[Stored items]
//! # Sale Repository
//!
//! Database operations for sales and sale items.
//!
//! ## Append-Only Lifecycle
//! ```text
//! ┌─────────────────────────────────────────────────────────────────────────┐
//! │                       Sale Lifecycle                                    │
//! │                                                                         │
//! │  1. RECORD (external caller, or a test fixture)                        │
//! │     └── insert_sale() + add_item() per line                            │
//! │                                                                         │
//! │  2. REVERSE (this engine)                                              │
//! │     └── the coordinator inserts a second Sale whose receipt carries    │
//! │         the REV marker, whose reverses_sale_id points back, and        │
//! │         whose items carry negative quantities                          │
//! │                                                                         │
//! │  Neither record is ever updated or deleted.                            │
//! └─────────────────────────────────────────────────────────────────────────┘
//! ```

use chrono::Utc;
use sqlx::{SqliteConnection, SqlitePool};
use tracing::debug;
use uuid::Uuid;

use crate::error::DbResult;
use meridian_core::receipt::REVERSAL_PREFIX;
use meridian_core::{Sale, SaleItem};

/// Repository for sale database operations.
#[derive(Debug, Clone)]
pub struct SaleRepository {
    pool: SqlitePool,
}

impl SaleRepository {
    /// Creates a new SaleRepository.
    pub fn new(pool: SqlitePool) -> Self {
        SaleRepository { pool }
    }

    /// Gets a sale by ID.
    pub async fn get_by_id(&self, id: &str) -> DbResult<Option<Sale>> {
        let mut conn = self.pool.acquire().await?;
        fetch_sale(&mut conn, id).await
    }

    /// Gets a sale by its receipt number.
    pub async fn get_by_receipt(&self, receipt_number: &str) -> DbResult<Option<Sale>> {
        let sale = sqlx::query_as::<_, Sale>(
            r#"
            SELECT id, receipt_number, reverses_sale_id, user_id, payment_method,
                   subtotal_cents, discount_cents, total_cents, created_at
            FROM sales
            WHERE receipt_number = ?1
            "#,
        )
        .bind(receipt_number)
        .fetch_optional(&self.pool)
        .await?;

        Ok(sale)
    }

    /// Inserts a sale record.
    pub async fn insert_sale(&self, sale: &Sale) -> DbResult<()> {
        let mut conn = self.pool.acquire().await?;
        insert_sale(&mut conn, sale).await
    }

    /// Adds an item to a sale.
    pub async fn add_item(&self, item: &SaleItem) -> DbResult<()> {
        let mut conn = self.pool.acquire().await?;
        insert_item(&mut conn, item).await
    }

    /// Gets all items for a sale, in persisted line order.
    pub async fn get_items(&self, sale_id: &str) -> DbResult<Vec<SaleItem>> {
        let mut conn = self.pool.acquire().await?;
        fetch_items(&mut conn, sale_id).await
    }

    /// Lists the reversal sales recorded against an original sale.
    ///
    /// Matches both the explicit reference and legacy rows that only
    /// carry the receipt-number convention.
    pub async fn list_reversals(&self, original_sale_id: &str) -> DbResult<Vec<Sale>> {
        let pattern = legacy_receipt_pattern(original_sale_id);
        let sales = sqlx::query_as::<_, Sale>(
            r#"
            SELECT id, receipt_number, reverses_sale_id, user_id, payment_method,
                   subtotal_cents, discount_cents, total_cents, created_at
            FROM sales
            WHERE reverses_sale_id = ?1 OR receipt_number LIKE ?2
            ORDER BY created_at, id
            "#,
        )
        .bind(original_sale_id)
        .bind(pattern)
        .fetch_all(&self.pool)
        .await?;

        Ok(sales)
    }
}

// =============================================================================
// Connection-level operations (shared with the reversal transaction)
// =============================================================================

/// Fetches one sale by id.
pub(crate) async fn fetch_sale(conn: &mut SqliteConnection, id: &str) -> DbResult<Option<Sale>> {
    let sale = sqlx::query_as::<_, Sale>(
        r#"
        SELECT id, receipt_number, reverses_sale_id, user_id, payment_method,
               subtotal_cents, discount_cents, total_cents, created_at
        FROM sales
        WHERE id = ?1
        "#,
    )
    .bind(id)
    .fetch_optional(&mut *conn)
    .await?;

    Ok(sale)
}

/// Fetches a sale's items in persisted line order.
pub(crate) async fn fetch_items(
    conn: &mut SqliteConnection,
    sale_id: &str,
) -> DbResult<Vec<SaleItem>> {
    let items = sqlx::query_as::<_, SaleItem>(
        r#"
        SELECT id, sale_id, product_id, quantity, unit_price_cents,
               line_total_cents, position, created_at
        FROM sale_items
        WHERE sale_id = ?1
        ORDER BY position
        "#,
    )
    .bind(sale_id)
    .fetch_all(&mut *conn)
    .await?;

    Ok(items)
}

/// Fetches the lines of every reversal sale recorded against an
/// original, in reversal creation order then line order.
///
/// The OR arm keeps legacy reversals (receipt-number link only) counting
/// against remaining quantity.
pub(crate) async fn fetch_reversal_items(
    conn: &mut SqliteConnection,
    original_sale_id: &str,
) -> DbResult<Vec<SaleItem>> {
    let pattern = legacy_receipt_pattern(original_sale_id);
    let items = sqlx::query_as::<_, SaleItem>(
        r#"
        SELECT si.id, si.sale_id, si.product_id, si.quantity,
               si.unit_price_cents, si.line_total_cents, si.position, si.created_at
        FROM sale_items si
        INNER JOIN sales s ON s.id = si.sale_id
        WHERE s.reverses_sale_id = ?1 OR s.receipt_number LIKE ?2
        ORDER BY s.created_at, s.id, si.position
        "#,
    )
    .bind(original_sale_id)
    .bind(pattern)
    .fetch_all(&mut *conn)
    .await?;

    Ok(items)
}

/// Inserts a sale record.
pub(crate) async fn insert_sale(conn: &mut SqliteConnection, sale: &Sale) -> DbResult<()> {
    debug!(id = %sale.id, receipt_number = %sale.receipt_number, "Inserting sale");

    sqlx::query(
        r#"
        INSERT INTO sales (
            id, receipt_number, reverses_sale_id, user_id, payment_method,
            subtotal_cents, discount_cents, total_cents, created_at
        ) VALUES (?1, ?2, ?3, ?4, ?5, ?6, ?7, ?8, ?9)
        "#,
    )
    .bind(&sale.id)
    .bind(&sale.receipt_number)
    .bind(&sale.reverses_sale_id)
    .bind(&sale.user_id)
    .bind(sale.payment_method)
    .bind(sale.subtotal_cents)
    .bind(sale.discount_cents)
    .bind(sale.total_cents)
    .bind(sale.created_at)
    .execute(&mut *conn)
    .await?;

    Ok(())
}

/// Inserts one sale item.
pub(crate) async fn insert_item(conn: &mut SqliteConnection, item: &SaleItem) -> DbResult<()> {
    debug!(sale_id = %item.sale_id, product_id = %item.product_id, "Adding sale item");

    sqlx::query(
        r#"
        INSERT INTO sale_items (
            id, sale_id, product_id, quantity, unit_price_cents,
            line_total_cents, position, created_at
        ) VALUES (?1, ?2, ?3, ?4, ?5, ?6, ?7, ?8)
        "#,
    )
    .bind(&item.id)
    .bind(&item.sale_id)
    .bind(&item.product_id)
    .bind(item.quantity)
    .bind(item.unit_price_cents)
    .bind(item.line_total_cents)
    .bind(item.position)
    .bind(item.created_at)
    .execute(&mut *conn)
    .await?;

    Ok(())
}

/// The LIKE pattern matching legacy reversal receipts of one sale.
fn legacy_receipt_pattern(original_sale_id: &str) -> String {
    format!("{REVERSAL_PREFIX}{original_sale_id}-%")
}

/// Generates an ordinary (non-reversal) receipt number:
/// `YYMMDD-HHMMSS-NNNN`.
pub fn generate_receipt_number() -> String {
    let now = Utc::now();
    let nanos = std::time::SystemTime::now()
        .duration_since(std::time::UNIX_EPOCH)
        .map(|d| d.subsec_nanos())
        .unwrap_or(0);
    let random: u16 = (nanos % 10000) as u16;
    format!("{}-{:04}", now.format("%y%m%d-%H%M%S"), random)
}

/// Generates a new sale ID.
pub fn generate_sale_id() -> String {
    Uuid::new_v4().to_string()
}

/// Generates a new sale item ID.
pub fn generate_sale_item_id() -> String {
    Uuid::new_v4().to_string()
}

// =============================================================================
// Unit Tests
// =============================================================================

#[cfg(test)]
mod tests {
    use super::*;
    use crate::pool::{Database, DbConfig};
    use crate::repository::product::new_product;
    use meridian_core::{PaymentMethod, Quantity};

    async fn test_db() -> Database {
        Database::new(DbConfig::in_memory()).await.unwrap()
    }

    fn sale(id: &str, receipt: &str, reverses: Option<&str>) -> Sale {
        Sale {
            id: id.to_string(),
            receipt_number: receipt.to_string(),
            reverses_sale_id: reverses.map(String::from),
            user_id: "cashier-1".to_string(),
            payment_method: PaymentMethod::Cash,
            subtotal_cents: 2000,
            discount_cents: 100,
            total_cents: 1900,
            created_at: Utc::now(),
        }
    }

    fn line(id: &str, sale_id: &str, product_id: &str, qty_hundredths: i64, position: i64) -> SaleItem {
        SaleItem {
            id: id.to_string(),
            sale_id: sale_id.to_string(),
            product_id: product_id.to_string(),
            quantity: Quantity::from_hundredths(qty_hundredths),
            unit_price_cents: 200,
            line_total_cents: 200 * qty_hundredths / 100,
            position,
            created_at: Utc::now(),
        }
    }

    async fn seed_product(db: &Database) -> String {
        let product = new_product("SKU-1", "Widget", 200);
        db.products().insert(&product).await.unwrap();
        product.id
    }

    #[tokio::test]
    async fn test_sale_round_trip() {
        let db = test_db().await;
        let product_id = seed_product(&db).await;

        let s = sale("s1", "260131-120000-0001", None);
        db.sales().insert_sale(&s).await.unwrap();
        db.sales()
            .add_item(&line("l1", "s1", &product_id, 1000, 0))
            .await
            .unwrap();

        let loaded = db.sales().get_by_id("s1").await.unwrap().unwrap();
        assert_eq!(loaded.receipt_number, "260131-120000-0001");
        assert_eq!(loaded.payment_method, PaymentMethod::Cash);
        assert_eq!(loaded.total_cents, 1900);
        assert!(!loaded.is_reversal());

        let by_receipt = db
            .sales()
            .get_by_receipt("260131-120000-0001")
            .await
            .unwrap()
            .unwrap();
        assert_eq!(by_receipt.id, "s1");

        let items = db.sales().get_items("s1").await.unwrap();
        assert_eq!(items.len(), 1);
        assert_eq!(items[0].quantity, Quantity::from_units(10));
    }

    #[tokio::test]
    async fn test_items_come_back_in_position_order() {
        let db = test_db().await;
        let product_id = seed_product(&db).await;

        db.sales()
            .insert_sale(&sale("s1", "260131-120000-0002", None))
            .await
            .unwrap();
        // Insert out of order on purpose
        db.sales()
            .add_item(&line("l2", "s1", &product_id, 100, 1))
            .await
            .unwrap();
        db.sales()
            .add_item(&line("l1", "s1", &product_id, 300, 0))
            .await
            .unwrap();

        let items = db.sales().get_items("s1").await.unwrap();
        assert_eq!(items[0].id, "l1");
        assert_eq!(items[1].id, "l2");
    }

    #[tokio::test]
    async fn test_list_reversals_by_reference_and_legacy_receipt() {
        let db = test_db().await;
        let _product_id = seed_product(&db).await;

        db.sales()
            .insert_sale(&sale("orig", "260131-120000-0003", None))
            .await
            .unwrap();
        // Modern reversal: explicit reference
        db.sales()
            .insert_sale(&sale("rev1", "REV-orig-1700000000000-1", Some("orig")))
            .await
            .unwrap();
        // Legacy reversal: receipt-number link only
        db.sales()
            .insert_sale(&sale("rev2", "REV-orig-1700000000001-2", None))
            .await
            .unwrap();
        // Unrelated sale
        db.sales()
            .insert_sale(&sale("other", "260131-120000-0004", None))
            .await
            .unwrap();

        let reversals = db.sales().list_reversals("orig").await.unwrap();
        let ids: Vec<&str> = reversals.iter().map(|s| s.id.as_str()).collect();
        assert_eq!(ids.len(), 2);
        assert!(ids.contains(&"rev1"));
        assert!(ids.contains(&"rev2"));
    }

    #[tokio::test]
    async fn test_duplicate_receipt_number_rejected() {
        let db = test_db().await;

        db.sales()
            .insert_sale(&sale("s1", "260131-120000-0005", None))
            .await
            .unwrap();
        let err = db
            .sales()
            .insert_sale(&sale("s2", "260131-120000-0005", None))
            .await
            .unwrap_err();

        assert!(matches!(err, crate::error::DbError::UniqueViolation { .. }));
    }
}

[PROBLEM] Please return every line in the data that includes the string "SqlitePool".

[RESULT OF THE TASK]
use sqlx::{SqliteConnection, SqlitePool};
    pool: SqlitePool,
    pub fn new(pool: SqlitePool) -> Self {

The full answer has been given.